SIGGRAPH 2014 Technical Paper Round Up

As many of you already know, SIGGRAPH 2014 (#SIGGRAPH2014) is taking place this week in Vancouver, British Columbia through 14-AUG.  SIGGRAPH has been around for more than four decades, and the presentations there constantly represent some of the most forward thinking in the fields of computer graphics, computer vision and human computer interface technologies and techniques. I am certainly jealous of those in attendance, so I will covet from afar as I make my way to a client visit this week.  The first pages of all of the SIGGRAPH 2014 Technical papers can be found at the SIGGRAPH site. Here is a sampling of those papers which I personally found to be most interesting.  A few have already been profiled by others, and if I seen them reviewed before, I will provide additional links.  These are not in any order of priority:

  • Learning to be a Depth Camera for Close-Range Human Capture and Interaction [(Microsoft Research project which proposes a machine learning technique to estimate z-depth per pixel using any conventional single 2D camera in certain limited capture and interaction scenarios [hands and faces] – demonstrating results comparable to existing consumer depth cameras, with dramatically lower costs, power consumption and form factor).  This one, admittedly, blew me away.   I have been interested in the consumer reality capture space for a while, and have blogged previously about the PrimeSense powered ecosystem and plenoptic (a/k/a “light field”) computational cameras.  I argued that light field cameras made lots of sense (to me at least) as the technology platform for mobile consumer depth sensing solutions (form factor, power consumption, etc.).   This new paper from Microsoft Research proposes a low cost depth sensing system for specific capture and interaction scenarios (the geometry of hands and faces) – turning a “regular” 2D camera into a depth sensor.   Admittedly doing so requires that you first calibrate the 2D camera by registering depth maps captured from a depth camera against intensity images, and in this way the 2D camera “learns” and encodes such things as surface geometry and reflectance among other things.   They demonstrate two prototype hardware designs – a modified web camera for desktop sensing and a modified camera for mobile applications – in both instances demonstrating hand and face tracking on par with existing consumer depth camera solutions.  This paper is a great read, in addition to describing their proposed techniques, they provide a solid overview of existing consumer depth capture solutions.
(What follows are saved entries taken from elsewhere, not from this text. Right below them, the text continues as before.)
#![allow(
    clippy::expect_used,
    clippy::unwrap_used,
    clippy::wildcard_imports,
    clippy::indexing_slicing
)]
//! Integration tests for `ConfigurationView` and collapsed output.
//!
//! These tests verify that:
//! - lookups return fully resolved values
//! - collapsed output contains no operations and re-reads to the same data
//! - the parse trace renders in a stable format

mod common;

use configparser_enhanced::config::{HandlerRegistry, ParseEngine};
use configparser_enhanced::settings::Settings;

const SITE: &str = "\
[A]
key1: value1
use B:
key1: value3

[B]
key1: value2
key2: value2b
paths:
    /opt/one
    /opt/two
";

// ---------------------------------------------------------------------------
// Lookups
// ---------------------------------------------------------------------------

#[test]
fn view_lookups_resolve_imports() {
    let mut engine = common::engine(SITE);
    let mut view = engine.data();
    assert_eq!(view.sections(), ["A", "B"]);
    assert_eq!(view.len(), 2);
    assert!(!view.is_empty());
    assert!(view.has_section("B"));
    assert!(!view.has_section("C"));
    assert_eq!(view.get("A", "key1").unwrap().as_deref(), Some("value3"));
    assert_eq!(
        view.get("A", "paths").unwrap().as_deref(),
        Some("/opt/one\n/opt/two")
    );
    assert_eq!(view.get("A", "use B").unwrap(), None);
    assert_eq!(view.options("A").unwrap(), ["key1", "key2", "paths"]);
    assert_eq!(
        view.items("B").unwrap()[0],
        ("key1".to_string(), "value2".to_string())
    );
}

#[test]
fn view_lookup_of_missing_section_follows_policy() {
    let mut strict = common::engine("[A]\n");
    assert!(strict.data().get("Z", "k").is_err());

    let mut lenient = common::engine_at_level("[A]\n", 0);
    assert_eq!(lenient.data().get("Z", "k").unwrap(), None);
    assert_eq!(lenient.data().get_or("Z", "k", "fallback").unwrap(), "fallback");
}

// ---------------------------------------------------------------------------
// Collapsed output
// ---------------------------------------------------------------------------

#[test]
fn collapsed_output() {
    let mut engine = common::engine(SITE);
    let text = engine.data().to_ini_string().unwrap();
    insta::assert_snapshot!(text, @r"
    [A]
    key1: value3
    key2: value2b
    paths: /opt/one
        /opt/two

    [B]
    key1: value2
    key2: value2b
    paths: /opt/one
        /opt/two
    ");
}

#[test]
fn collapsed_output_rereads_without_handlers() {
    let mut engine = common::engine(SITE);
    let mut buf = Vec::new();
    engine.write(&mut buf).unwrap();
    let text = String::from_utf8(buf).unwrap();

    let mut reread = ParseEngine::from_ini_str(
        &text,
        HandlerRegistry::bare().build(),
        Settings::default(),
    )
    .unwrap();
    for section in ["A", "B"] {
        assert_eq!(
            reread.parse_section(section).unwrap().options(),
            engine.parse_section(section).unwrap().options(),
            "section {section}"
        );
    }
}

#[test]
fn collapsed_output_keeps_blank_lines_in_lists() {
    let mut engine = common::engine("[A]\nmodules:\n    gcc\n\n    openmpi\n");
    let text = engine.data().to_ini_string().unwrap();
    assert_eq!(text, "[A]\nmodules: gcc\n\n    openmpi\n");

    let mut reread = common::engine(&text);
    assert_eq!(
        reread.data().get("A", "modules").unwrap().as_deref(),
        Some("gcc\n\nopenmpi")
    );
}

#[test]
fn collapsed_output_stops_at_first_raised_fault() {
    let mut engine = common::engine("[A]\nk: v\n[B]\nuse B\n");
    let err = engine.data().to_ini_string().unwrap_err();
    assert_eq!(err.kind(), "circular-reference");
}

// ---------------------------------------------------------------------------
// Trace rendering
// ---------------------------------------------------------------------------

#[test]
fn rendered_trace() {
    let mut engine = common::engine("[A]\nk: v\nuse B\n[B]\nb: 1\n");
    engine.parse_section("A").unwrap();
    insta::assert_snapshot!(engine.trace().render(), @r"
    SECTION_ENTER   A
    KEY_MATCH       k value=v
    HANDLER_ENTER   use section=A key=use B
    SECTION_ENTER     B
    KEY_MATCH         b value=1
    SECTION_EXIT      B keys=1
    HANDLER_EXIT    use status=ok
    SECTION_EXIT    A keys=2
    ");
}

#[test]
fn trace_json_lines_are_parseable() {
    let mut engine = common::engine_at_level("[A]\nuse MISSING\n", 0);
    engine.parse_section("A").unwrap();
    let lines = engine.trace().to_json_lines().unwrap();
    let values: Vec<serde_json::Value> = lines
        .lines()
        .map(|line| serde_json::from_str(line).unwrap())
        .collect();
    let warning = values
        .iter()
        .find(|v| v["kind"] == "warning")
        .expect("warning entry");
    assert_eq!(warning["name"], "section-not-found");
    assert_eq!(warning["metadata"]["decision"], "silent");
}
Learning to be a Depth Camera

  • Proactive 3D Scanning of Inaccessible Parts  (proposes a 3D scanning method where a user modifies/moves the object being acquired during the scanning process to capture occluded regions, using an algorithm supporting scene movement as part of the global 3D scanning process)
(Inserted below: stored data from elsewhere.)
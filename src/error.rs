//! Fault taxonomy for the configuration engine.
//!
//! Every fault the engine can report is a [`ConfigError`] variant. Whether a
//! fault is raised, warned about, or silently skipped is not decided here but
//! by [`ExceptionControl`](crate::exception_control::ExceptionControl), based
//! on the severity each fault site declares.
//!
//! # Error hierarchy
//!
//! ```text
//! ConfigError
//! ├── CircularReference            `use` cycle (always fatal)
//! ├── SectionNotFound              requested section is absent
//! ├── OptionFormat                 malformed / unsplittable option key
//! ├── AmbiguousHandler             operation matches several handlers
//! ├── HandlerExecution             fault raised inside a handler body
//! ├── InvalidExceptionControlLevel severity policy misconfigured
//! ├── InvalidSyntax                INI text cannot be loaded
//! ├── Io / Settings / Write        file and stream failures
//! ```

use thiserror::Error;

/// Errors raised while loading, parsing, or serializing a configuration.
#[derive(Error, Debug)]
pub enum ConfigError {
    /// A section was requested while it is already being expanded.
    #[error("Circular reference detected while parsing [{section}]: {chain}")]
    CircularReference {
        /// Section that was requested a second time.
        section: String,
        /// Active sections, outermost first, ending with `section`.
        chain: String,
    },

    /// The requested section does not exist in the raw configuration.
    #[error("Section [{section}] not found")]
    SectionNotFound {
        /// Name of the missing section.
        section: String,
    },

    /// An option key could not be split into operation and parameter.
    #[error("Malformed option '{key}' in section [{section}]: {message}")]
    OptionFormat {
        /// Section containing the option.
        section: String,
        /// Raw option key as written in the file.
        key: String,
        /// Human-readable description of the problem.
        message: String,
    },

    /// The operation token resolves to more than one registered handler.
    #[error(
        "Operation '{operation}' of option '{key}' in section [{section}] matches {count} registered handlers"
    )]
    AmbiguousHandler {
        /// Section containing the option.
        section: String,
        /// Raw option key as written in the file.
        key: String,
        /// Normalized operation name.
        operation: String,
        /// Number of handlers registered under that name.
        count: usize,
    },

    /// A handler failed while processing an option.
    #[error("Handler for option '{key}' in section [{section}] failed (value: '{value}'): {source}")]
    HandlerExecution {
        /// Section containing the option.
        section: String,
        /// Raw option key as written in the file.
        key: String,
        /// Raw option value.
        value: String,
        /// Underlying handler error.
        source: Box<dyn std::error::Error + Send + Sync>,
    },

    /// The exception control level is outside the supported range.
    #[error("Invalid exception control level {level}: must be between 0 and {max}")]
    InvalidExceptionControlLevel {
        /// Level that was requested.
        level: u8,
        /// Highest supported level.
        max: u8,
    },

    /// The INI text contains a syntax error that prevents loading.
    #[error("Invalid INI syntax in {origin} at line {line}: {message}")]
    InvalidSyntax {
        /// File path or other label of the source text.
        origin: String,
        /// One-based line number.
        line: usize,
        /// Human-readable description of the problem.
        message: String,
    },

    /// An I/O error occurred while reading a source file.
    #[error("IO error reading {path}: {source}")]
    Io {
        /// Path to the file that could not be read.
        path: String,
        /// Underlying I/O error.
        source: std::io::Error,
    },

    /// The engine settings file could not be parsed.
    #[error("Invalid settings in {path}: {source}")]
    Settings {
        /// Path to the settings file.
        path: String,
        /// Underlying TOML error.
        source: toml::de::Error,
    },

    /// Writing the collapsed configuration to a stream failed.
    #[error("IO error writing configuration: {0}")]
    Write(#[source] std::io::Error),
}

impl ConfigError {
    /// Stable short tag identifying the fault class, used in parse traces.
    ///
    /// # Examples
    ///
    /// ```
    /// use configparser_enhanced::error::ConfigError;
    ///
    /// let e = ConfigError::SectionNotFound { section: "A".to_string() };
    /// assert_eq!(e.kind(), "section-not-found");
    /// ```
    #[must_use]
    pub const fn kind(&self) -> &'static str {
        match self {
            Self::CircularReference { .. } => "circular-reference",
            Self::SectionNotFound { .. } => "section-not-found",
            Self::OptionFormat { .. } => "option-format",
            Self::AmbiguousHandler { .. } => "ambiguous-handler",
            Self::HandlerExecution { .. } => "handler-execution",
            Self::InvalidExceptionControlLevel { .. } => "invalid-exception-control-level",
            Self::InvalidSyntax { .. } => "invalid-syntax",
            Self::Io { .. } => "io",
            Self::Settings { .. } => "settings",
            Self::Write(_) => "write",
        }
    }
}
  • First-person Hyper-lapse Videos – paper  + Microsoft Research site (presentation of a method to convert single camera, first-person videos into hyper-lapse videos, i.e. time lapse videos with smoothly moving camera – overcoming limitations of prior stabilization methods).  What does this mean?  If you have ever tried to take a video that you shot (particularly while the camera is moving) and slow it down – the results are often not optimal.  Because frames need to be “made up” to fill the gaps, any camera movement introduces blurring.   Techcrunch reviewed the Microsoft Research project here.
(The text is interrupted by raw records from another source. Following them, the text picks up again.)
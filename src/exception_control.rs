//! Severity policy deciding whether a fault raises, warns, or is skipped.
//!
//! Each fault site declares a [`Severity`]; the configured level turns that
//! into a [`Decision`]. Raising the level only ever makes the policy stricter:
//!
//! ```text
//! level | Warning  Minor   Serious  Critical
//! ------+-------------------------------------
//!   0   | silent   silent  silent   raise
//!   1   | silent   silent  warn     raise
//!   2   | warn     warn    warn     raise
//!   3   | warn     warn    raise    raise
//!   4   | warn     raise   raise    raise    (default)
//!   5   | raise    raise   raise    raise
//! ```
use serde::Serialize;

use crate::error::ConfigError;
use crate::logging::{ParseTrace, TraceKind};

/// Highest supported exception control level.
pub const MAX_EXCEPTION_CONTROL_LEVEL: u8 = 5;

/// Level used when none is configured.
pub const DEFAULT_EXCEPTION_CONTROL_LEVEL: u8 = 4;

/// Severity class declared by a fault site.
#[derive(Debug, Clone, Copy, PartialEq, Eq, PartialOrd, Ord, Hash, Serialize)]
#[serde(rename_all = "kebab-case")]
pub enum Severity {
    /// Informational anomaly; raises only at the strictest level.
    Warning,
    /// Recoverable, low impact (e.g. a malformed option that can be skipped).
    Minor,
    /// Recoverable, high impact (e.g. a missing section).
    Serious,
    /// Fatal; always raises regardless of level.
    Critical,
}

impl Severity {
    /// Lowercase label used in messages and traces.
    #[must_use]
    pub const fn label(self) -> &'static str {
        match self {
            Self::Warning => "warning",
            Self::Minor => "minor",
            Self::Serious => "serious",
            Self::Critical => "critical",
        }
    }

    /// Severity the engine assigns to a fault kind at its own fault sites.
    ///
    /// Used for faults a handler builds and returns itself.
    #[must_use]
    pub const fn of_fault(fault: &ConfigError) -> Self {
        match fault {
            ConfigError::CircularReference { .. } | ConfigError::AmbiguousHandler { .. } => {
                Self::Critical
            }
            ConfigError::OptionFormat { .. } => Self::Minor,
            _ => Self::Serious,
        }
    }
}

/// Outcome of consulting the policy for one fault.
#[derive(Debug, Clone, Copy, PartialEq, Eq)]
pub enum Decision {
    /// Propagate the fault to the caller.
    Raise,
    /// Log a warning and continue with the site's fallback.
    Warn,
    /// Continue with the site's fallback without console output.
    Silent,
}

impl Decision {
    /// Lowercase label used in traces.
    #[must_use]
    pub const fn label(self) -> &'static str {
        match self {
            Self::Raise => "raise",
            Self::Warn => "warn",
            Self::Silent => "silent",
        }
    }
}

/// Immutable severity policy held by the engine for the duration of a parse.
#[derive(Debug, Clone, Copy, PartialEq, Eq)]
pub struct ExceptionControl {
    level: u8,
    compact_warnings: bool,
    silent_warnings: bool,
}

impl Default for ExceptionControl {
    fn default() -> Self {
        Self {
            level: DEFAULT_EXCEPTION_CONTROL_LEVEL,
            compact_warnings: true,
            silent_warnings: false,
        }
    }
}

impl ExceptionControl {
    /// Create a policy with the given level and default warning flags.
    ///
    /// # Errors
    ///
    /// Returns [`ConfigError::InvalidExceptionControlLevel`] if `level` is
    /// above [`MAX_EXCEPTION_CONTROL_LEVEL`].
    pub fn new(level: u8) -> Result<Self, ConfigError> {
        if level > MAX_EXCEPTION_CONTROL_LEVEL {
            return Err(ConfigError::InvalidExceptionControlLevel {
                level,
                max: MAX_EXCEPTION_CONTROL_LEVEL,
            });
        }
        Ok(Self {
            level,
            compact_warnings: true,
            silent_warnings: false,
        })
    }

    /// Use one-line (`true`) or multi-line (`false`) warning messages.
    #[must_use]
    pub const fn with_compact_warnings(mut self, compact: bool) -> Self {
        self.compact_warnings = compact;
        self
    }

    /// Suppress console output of warnings; traces still record them.
    #[must_use]
    pub const fn with_silent_warnings(mut self, silent: bool) -> Self {
        self.silent_warnings = silent;
        self
    }

    /// Configured level.
    #[must_use]
    pub const fn level(&self) -> u8 {
        self.level
    }

    /// Whether warning messages are compact.
    #[must_use]
    pub const fn compact_warnings(&self) -> bool {
        self.compact_warnings
    }

    /// Whether warning console output is suppressed.
    #[must_use]
    pub const fn silent_warnings(&self) -> bool {
        self.silent_warnings
    }

    /// Decide how a fault of the given severity is handled.
    ///
    /// # Examples
    ///
    /// ```
    /// use configparser_enhanced::exception_control::{Decision, ExceptionControl, Severity};
    ///
    /// let strict = ExceptionControl::new(5).unwrap();
    /// let lax = ExceptionControl::new(0).unwrap();
    /// assert_eq!(strict.decide(Severity::Minor), Decision::Raise);
    /// assert_eq!(lax.decide(Severity::Minor), Decision::Silent);
    /// assert_eq!(lax.decide(Severity::Critical), Decision::Raise);
    /// ```
    #[must_use]
    pub const fn decide(&self, severity: Severity) -> Decision {
        match severity {
            Severity::Critical => Decision::Raise,
            Severity::Serious => match self.level {
                0 => Decision::Silent,
                1 | 2 => Decision::Warn,
                _ => Decision::Raise,
            },
            Severity::Minor => match self.level {
                0 | 1 => Decision::Silent,
                2 | 3 => Decision::Warn,
                _ => Decision::Raise,
            },
            Severity::Warning => match self.level {
                0 | 1 => Decision::Silent,
                2..=4 => Decision::Warn,
                _ => Decision::Raise,
            },
        }
    }

    /// Route a fault through the policy.
    ///
    /// The fault is always recorded in `trace`. Returns `Err(fault)` when the
    /// policy raises, `Ok(())` when the caller should continue with its
    /// fallback.
    ///
    /// # Errors
    ///
    /// Returns the fault itself when the decision is [`Decision::Raise`].
    pub fn handle(
        &self,
        severity: Severity,
        fault: ConfigError,
        trace: &mut ParseTrace,
        depth: usize,
    ) -> Result<(), ConfigError> {
        match self.decide(severity) {
            Decision::Raise => Err(self.raise(severity, fault, trace, depth)),
            decision => {
                record_fault(trace, &fault, severity, decision, depth);
                if decision == Decision::Warn && !self.silent_warnings {
                    tracing::warn!("{}", self.format_warning(severity, &fault));
                }
                Ok(())
            }
        }
    }

    /// Record a fault that is raised unconditionally and hand it back.
    pub fn raise(
        &self,
        severity: Severity,
        fault: ConfigError,
        trace: &mut ParseTrace,
        depth: usize,
    ) -> ConfigError {
        record_fault(trace, &fault, severity, Decision::Raise, depth);
        tracing::debug!(
            "raising {} fault ({}): {fault}",
            fault.kind(),
            severity.label()
        );
        fault
    }

    /// Format the console message for a warned fault.
    #[must_use]
    pub fn format_warning(&self, severity: Severity, fault: &ConfigError) -> String {
        if self.compact_warnings {
            return format!("EXCEPTION SKIPPED: [{}] {fault}", severity.label());
        }
        format!(
            "EXCEPTION SKIPPED\n\
             \x20 severity : {}\n\
             \x20 fault    : {}\n\
             \x20 message  : {fault}\n\
             \x20 level    : {} (raise this level to turn the fault into an error)",
            severity.label(),
            fault.kind(),
            self.level,
        )
    }
}

fn record_fault(
    trace: &mut ParseTrace,
    fault: &ConfigError,
    severity: Severity,
    decision: Decision,
    depth: usize,
) {
    trace.record(
        TraceKind::Warning,
        fault.kind(),
        depth,
        [
            ("severity", severity.label().to_string()),
            ("decision", decision.label().to_string()),
            ("message", fault.to_string()),
        ],
    );
}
  • Color Map Optimization for 3D Reconstruction with Consumer Depth Cameras (proposes an optimization approach to map color images onto geometric reconstructions generated from range and color videos produced by consumer grade color depth cameras – demonstrating substantially improved color mapping fidelity).  Anyone who has attempted to create a 3D reconstruction of an object or a scene using consumer depth cameras knows that it is one thing to create a generally good surface map, but it is an entirely more challenging problem to map color, per pixel, to accurately represent the captured environment.  Because consumer depth cameras are inherently noisy, and in particular because the shutters of the RGB and depth cameras are not synchronized, this means that generally color information is “out of phase” with the reconstructed surfaces.  Their method provides for some pretty incredible results:

Improved Color Map

  • Real-time Non-rigid Reconstruction Using an RGB-D Camera (a proposed hardware and software solution, using consumer graphics cards, for markerless reconstruction in real-time (at 30 Hz) of arbitrary shaped (i.e. faces, bodies, animals), yet moving/deforming physical objects).  Real-time reconstruction of objects or scenes without moving elements are the bread and butter of solutions such as Kinect Fusion.  Real-time 3D reconstruction of moving objects, in real time, is much more challenging.  Imagine, for example, having your facial expressions and body movements being “painted” in real-time, to your avatar in a virtual world.   While this solution requires a custom rig (i.e. high quality capture at close range was needed, something consumer depth cameras do not provide) it is certainly exciting to see what can be achieved with relatively modest hardware modifications.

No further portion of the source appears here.